▶ **Dataset records**
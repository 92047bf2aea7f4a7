//! Static-site generators and other projects that live entirely in one build folder.
//!
//! These drivers only prefix the URI with the build directory and then defer to the
//! generic driver.

use super::basic::BasicDriver;
use super::{Driver, FrontController};
use crate::context::RequestContext;
use crate::paths::{exists, trim_trailing_slash};
use std::borrow::Cow;
use std::path::{Path, PathBuf};

fn prefixed(prefix: &str, uri: &str) -> String {
    trim_trailing_slash(&format!("{}{}", prefix, uri)).to_string()
}

macro_rules! build_folder_driver {
    ($(#[$doc:meta])* $driver:ident, $name:literal, $prefix:literal, $serves:expr) => {
        $(#[$doc])*
        #[derive(Debug, Default, Clone, Copy)]
        pub struct $driver;

        impl Driver for $driver {
            fn name(&self) -> &str {
                $name
            }

            fn serves(&self, site: &Path, _site_name: &str, _uri: &str) -> bool {
                let serves: fn(&Path) -> bool = $serves;
                serves(site)
            }

            fn mutate_uri<'a>(&self, uri: &'a str) -> Cow<'a, str> {
                Cow::Owned(prefixed($prefix, uri))
            }

            fn is_static_file(&self, site: &Path, site_name: &str, uri: &str, ctx: &RequestContext) -> Option<PathBuf> {
                BasicDriver.is_static_file(site, site_name, uri, ctx)
            }

            fn front_controller_path(
                &self,
                site: &Path,
                site_name: &str,
                uri: &str,
                ctx: &mut RequestContext,
            ) -> Option<FrontController> {
                BasicDriver.front_controller_path(site, site_name, uri, ctx)
            }
        }
    };
}

build_folder_driver!(
    /// Jigsaw: local builds land in `build_local/`.
    JigsawDriver,
    "jigsaw",
    "/build_local",
    |site| site.join("build_local").is_dir()
);

build_folder_driver!(
    /// Sculpin: development builds land in `output_dev/`.
    SculpinDriver,
    "sculpin",
    "/output_dev",
    |site| {
        let modern = site.join("source").is_dir()
            && site.join("output_dev").is_dir()
            && exists(&site.join("app/SculpinKernel.php"));
        let legacy = site.join(".sculpin").is_dir();
        modern || legacy
    }
);

build_folder_driver!(
    /// Katana: builds land in `public/`.
    KatanaDriver,
    "katana",
    "/public",
    |site| exists(&site.join("katana"))
);
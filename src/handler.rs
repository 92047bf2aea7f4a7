//! The hand-off point to whatever executes resolved bootstrap scripts.

use crate::context::{RequestContext, DOCUMENT_ROOT};
use hyper::body::Bytes;
use hyper::StatusCode;
use serde_json::json;
use std::path::Path;

/// Response produced by a [`ScriptHandler`].
#[derive(Debug, Clone)]
pub struct ScriptResponse {
    pub status: StatusCode,
    pub headers: Vec<(String, String)>,
    pub body: Bytes,
}

impl ScriptResponse {
    pub fn new(status: StatusCode, body: impl Into<Bytes>) -> Self {
        Self {
            status,
            headers: Vec::new(),
            body: body.into(),
        }
    }

    pub fn with_header(mut self, name: impl Into<String>, value: impl Into<String>) -> Self {
        self.headers.push((name.into(), value.into()));
        self
    }
}

/// Executes a resolved front controller.
///
/// Called from a blocking task, so implementations may block (e.g. on a FastCGI
/// round trip).
pub trait ScriptHandler: Send + Sync {
    fn handle(&self, script: &Path, context: &RequestContext) -> anyhow::Result<ScriptResponse>;
}

/// Answers every script request with a JSON description of what would run.
#[derive(Debug, Default, Clone, Copy)]
pub struct DescribeHandler;

impl ScriptHandler for DescribeHandler {
    fn handle(&self, script: &Path, context: &RequestContext) -> anyhow::Result<ScriptResponse> {
        let body = json!({
            "script": script.to_string_lossy(),
            "document_root": context.server(DOCUMENT_ROOT),
            "context": context,
        });

        Ok(ScriptResponse::new(StatusCode::OK, serde_json::to_vec_pretty(&body)?)
            .with_header("Content-Type", "application/json"))
    }
}

#[cfg(test)]
mod tests {
    use super::*;

    #[test]
    fn test_describe_handler_reports_script_and_context() {
        let mut ctx = RequestContext::new("app.test", "GET", "/users");
        ctx.set_script(Path::new("/srv/app/public/index.php"), Path::new("/srv/app/public"));
        ctx.set_env("APP_ENV", "local");

        let response = DescribeHandler
            .handle(Path::new("/srv/app/public/index.php"), &ctx)
            .unwrap();
        assert_eq!(response.status, StatusCode::OK);

        let value: serde_json::Value = serde_json::from_slice(&response.body).unwrap();
        assert_eq!(value["script"], "/srv/app/public/index.php");
        assert_eq!(value["document_root"], "/srv/app/public");
        assert_eq!(value["context"]["env"]["APP_ENV"], "local");
        assert_eq!(value["context"]["method"], "GET");
    }
}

▶ **Problem details**
A single figure is all that is needed: the number of lines above that contain the string "serves".

▶ **Answer to the exercise**
4